- Opening Delimiter -

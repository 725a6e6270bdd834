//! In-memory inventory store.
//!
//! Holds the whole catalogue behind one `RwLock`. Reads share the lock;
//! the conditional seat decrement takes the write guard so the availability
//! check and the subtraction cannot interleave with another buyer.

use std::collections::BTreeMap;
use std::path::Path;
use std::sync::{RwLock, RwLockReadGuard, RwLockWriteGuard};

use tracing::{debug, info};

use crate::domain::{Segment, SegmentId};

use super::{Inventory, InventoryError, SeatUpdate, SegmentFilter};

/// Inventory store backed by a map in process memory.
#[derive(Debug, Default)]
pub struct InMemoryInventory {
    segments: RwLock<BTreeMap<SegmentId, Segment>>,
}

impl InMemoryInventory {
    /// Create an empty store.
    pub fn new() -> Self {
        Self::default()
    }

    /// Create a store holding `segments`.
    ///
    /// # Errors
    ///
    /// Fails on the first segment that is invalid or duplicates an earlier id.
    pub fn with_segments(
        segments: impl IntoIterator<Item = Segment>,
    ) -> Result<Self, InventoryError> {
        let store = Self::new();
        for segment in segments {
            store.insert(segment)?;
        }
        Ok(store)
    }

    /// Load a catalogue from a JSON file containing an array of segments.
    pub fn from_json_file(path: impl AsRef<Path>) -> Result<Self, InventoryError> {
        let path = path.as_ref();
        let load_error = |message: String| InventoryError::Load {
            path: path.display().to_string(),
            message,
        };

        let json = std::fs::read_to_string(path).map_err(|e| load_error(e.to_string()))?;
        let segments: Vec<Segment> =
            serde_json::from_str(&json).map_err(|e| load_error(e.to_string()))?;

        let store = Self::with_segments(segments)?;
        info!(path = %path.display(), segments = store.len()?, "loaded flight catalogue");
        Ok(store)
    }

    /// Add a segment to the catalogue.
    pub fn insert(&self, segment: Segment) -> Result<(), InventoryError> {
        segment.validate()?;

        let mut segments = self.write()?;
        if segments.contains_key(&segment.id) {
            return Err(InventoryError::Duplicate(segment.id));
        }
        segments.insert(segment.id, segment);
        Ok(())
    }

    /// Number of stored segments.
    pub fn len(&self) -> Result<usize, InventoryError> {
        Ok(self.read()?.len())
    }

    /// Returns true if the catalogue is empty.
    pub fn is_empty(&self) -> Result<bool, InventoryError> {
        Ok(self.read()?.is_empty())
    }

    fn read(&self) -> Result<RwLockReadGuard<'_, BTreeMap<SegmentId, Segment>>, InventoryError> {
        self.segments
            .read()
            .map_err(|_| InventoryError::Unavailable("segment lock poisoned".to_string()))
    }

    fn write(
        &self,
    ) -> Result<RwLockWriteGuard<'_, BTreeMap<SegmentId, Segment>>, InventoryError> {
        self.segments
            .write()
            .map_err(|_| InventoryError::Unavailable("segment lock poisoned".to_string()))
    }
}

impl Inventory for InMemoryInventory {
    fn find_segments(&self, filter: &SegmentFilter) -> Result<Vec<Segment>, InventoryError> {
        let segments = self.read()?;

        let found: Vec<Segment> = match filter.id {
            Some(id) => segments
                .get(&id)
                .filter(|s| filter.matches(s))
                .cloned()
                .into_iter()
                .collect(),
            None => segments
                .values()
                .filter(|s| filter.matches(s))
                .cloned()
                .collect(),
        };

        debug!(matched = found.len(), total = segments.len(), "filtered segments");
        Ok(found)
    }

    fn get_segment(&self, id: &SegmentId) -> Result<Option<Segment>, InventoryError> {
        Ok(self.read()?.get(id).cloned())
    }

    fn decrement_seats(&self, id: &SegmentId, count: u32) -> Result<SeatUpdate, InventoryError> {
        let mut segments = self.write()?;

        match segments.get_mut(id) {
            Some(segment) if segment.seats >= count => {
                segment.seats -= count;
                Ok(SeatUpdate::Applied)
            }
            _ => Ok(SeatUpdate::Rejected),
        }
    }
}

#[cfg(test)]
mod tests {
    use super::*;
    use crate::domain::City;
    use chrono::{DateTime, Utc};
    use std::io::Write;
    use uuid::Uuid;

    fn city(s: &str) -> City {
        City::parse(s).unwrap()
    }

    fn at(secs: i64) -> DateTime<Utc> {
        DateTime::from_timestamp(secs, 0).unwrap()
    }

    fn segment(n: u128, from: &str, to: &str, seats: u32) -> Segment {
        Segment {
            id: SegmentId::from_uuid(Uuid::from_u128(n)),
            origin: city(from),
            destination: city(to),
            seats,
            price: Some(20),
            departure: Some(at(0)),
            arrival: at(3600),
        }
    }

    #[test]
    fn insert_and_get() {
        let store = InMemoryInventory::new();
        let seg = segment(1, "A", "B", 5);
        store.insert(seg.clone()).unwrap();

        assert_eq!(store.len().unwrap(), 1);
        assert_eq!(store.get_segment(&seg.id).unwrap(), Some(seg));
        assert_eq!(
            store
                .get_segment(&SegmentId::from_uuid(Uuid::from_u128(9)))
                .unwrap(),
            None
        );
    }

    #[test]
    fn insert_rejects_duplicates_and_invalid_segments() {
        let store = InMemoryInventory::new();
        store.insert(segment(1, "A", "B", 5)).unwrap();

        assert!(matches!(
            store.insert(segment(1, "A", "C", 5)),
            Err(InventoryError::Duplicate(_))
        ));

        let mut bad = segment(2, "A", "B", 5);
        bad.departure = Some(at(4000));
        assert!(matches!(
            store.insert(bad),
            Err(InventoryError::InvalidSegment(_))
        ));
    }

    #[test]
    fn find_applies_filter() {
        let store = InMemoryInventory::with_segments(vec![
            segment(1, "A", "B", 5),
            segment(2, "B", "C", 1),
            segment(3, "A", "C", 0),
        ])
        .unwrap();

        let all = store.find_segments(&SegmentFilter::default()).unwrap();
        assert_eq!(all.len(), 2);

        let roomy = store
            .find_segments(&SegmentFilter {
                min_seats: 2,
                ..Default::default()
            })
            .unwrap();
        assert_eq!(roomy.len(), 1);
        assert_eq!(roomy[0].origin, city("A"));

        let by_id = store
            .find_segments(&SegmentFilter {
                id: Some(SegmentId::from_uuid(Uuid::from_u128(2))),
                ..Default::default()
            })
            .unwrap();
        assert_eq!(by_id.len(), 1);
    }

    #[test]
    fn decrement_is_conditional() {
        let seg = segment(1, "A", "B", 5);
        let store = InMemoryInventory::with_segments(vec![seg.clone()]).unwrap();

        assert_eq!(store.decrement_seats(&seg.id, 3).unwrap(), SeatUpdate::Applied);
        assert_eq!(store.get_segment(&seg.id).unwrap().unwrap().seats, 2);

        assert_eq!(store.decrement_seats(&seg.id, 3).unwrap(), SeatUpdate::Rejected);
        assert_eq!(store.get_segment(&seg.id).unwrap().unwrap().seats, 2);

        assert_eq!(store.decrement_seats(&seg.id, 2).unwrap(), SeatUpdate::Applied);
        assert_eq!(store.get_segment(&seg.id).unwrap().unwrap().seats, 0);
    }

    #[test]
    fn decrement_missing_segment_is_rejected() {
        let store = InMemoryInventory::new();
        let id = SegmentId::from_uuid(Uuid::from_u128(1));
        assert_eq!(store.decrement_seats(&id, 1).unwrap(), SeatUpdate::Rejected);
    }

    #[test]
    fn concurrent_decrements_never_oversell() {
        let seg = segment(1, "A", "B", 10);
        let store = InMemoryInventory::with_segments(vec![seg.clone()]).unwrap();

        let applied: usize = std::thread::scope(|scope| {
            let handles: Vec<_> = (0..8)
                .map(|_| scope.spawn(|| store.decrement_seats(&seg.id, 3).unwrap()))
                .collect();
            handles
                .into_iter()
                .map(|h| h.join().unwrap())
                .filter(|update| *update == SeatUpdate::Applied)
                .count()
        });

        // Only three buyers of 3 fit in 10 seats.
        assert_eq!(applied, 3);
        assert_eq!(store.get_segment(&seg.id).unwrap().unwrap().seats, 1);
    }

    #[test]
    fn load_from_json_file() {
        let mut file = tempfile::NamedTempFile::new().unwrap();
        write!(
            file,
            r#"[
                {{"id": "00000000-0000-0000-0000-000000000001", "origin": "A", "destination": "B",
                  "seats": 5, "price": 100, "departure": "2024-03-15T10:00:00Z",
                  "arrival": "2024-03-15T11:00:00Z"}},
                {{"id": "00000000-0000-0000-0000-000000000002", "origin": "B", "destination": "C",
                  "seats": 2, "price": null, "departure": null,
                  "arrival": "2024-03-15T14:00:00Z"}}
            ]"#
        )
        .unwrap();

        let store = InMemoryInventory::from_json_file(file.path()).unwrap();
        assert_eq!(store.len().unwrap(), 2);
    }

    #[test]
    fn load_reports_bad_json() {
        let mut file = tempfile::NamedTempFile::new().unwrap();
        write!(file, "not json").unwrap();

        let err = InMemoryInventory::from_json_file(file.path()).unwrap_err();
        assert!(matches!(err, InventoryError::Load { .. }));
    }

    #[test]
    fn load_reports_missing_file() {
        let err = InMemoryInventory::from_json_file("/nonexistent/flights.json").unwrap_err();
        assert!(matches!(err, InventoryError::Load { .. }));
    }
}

- Closing Delimiter -
- Opening Delimiter -

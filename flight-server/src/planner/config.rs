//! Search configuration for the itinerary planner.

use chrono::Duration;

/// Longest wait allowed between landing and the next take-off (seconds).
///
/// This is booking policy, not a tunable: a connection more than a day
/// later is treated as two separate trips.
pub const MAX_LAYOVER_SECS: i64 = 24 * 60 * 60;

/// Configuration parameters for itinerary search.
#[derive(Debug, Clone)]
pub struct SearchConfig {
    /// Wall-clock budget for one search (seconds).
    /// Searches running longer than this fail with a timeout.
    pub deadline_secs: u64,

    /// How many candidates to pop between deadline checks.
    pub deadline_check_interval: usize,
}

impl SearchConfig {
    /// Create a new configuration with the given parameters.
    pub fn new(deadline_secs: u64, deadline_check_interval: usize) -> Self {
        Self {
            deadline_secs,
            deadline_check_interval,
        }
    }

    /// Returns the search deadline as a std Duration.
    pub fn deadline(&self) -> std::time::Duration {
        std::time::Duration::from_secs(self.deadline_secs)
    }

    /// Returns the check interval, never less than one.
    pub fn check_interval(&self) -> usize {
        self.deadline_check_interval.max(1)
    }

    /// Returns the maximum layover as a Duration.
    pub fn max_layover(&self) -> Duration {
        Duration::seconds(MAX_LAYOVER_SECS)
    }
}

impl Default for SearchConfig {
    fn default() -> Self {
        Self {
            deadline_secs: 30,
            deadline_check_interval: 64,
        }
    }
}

- Closing Delimiter -

WHAT YOU HAVE TO DO:
The response must give every line from the material above that holds the string "count".

REPLY:
    fn decrement_seats(&self, id: &SegmentId, count: u32) -> Result<SeatUpdate, InventoryError> {
            Some(segment) if segment.seats >= count => {
                segment.seats -= count;
                .count()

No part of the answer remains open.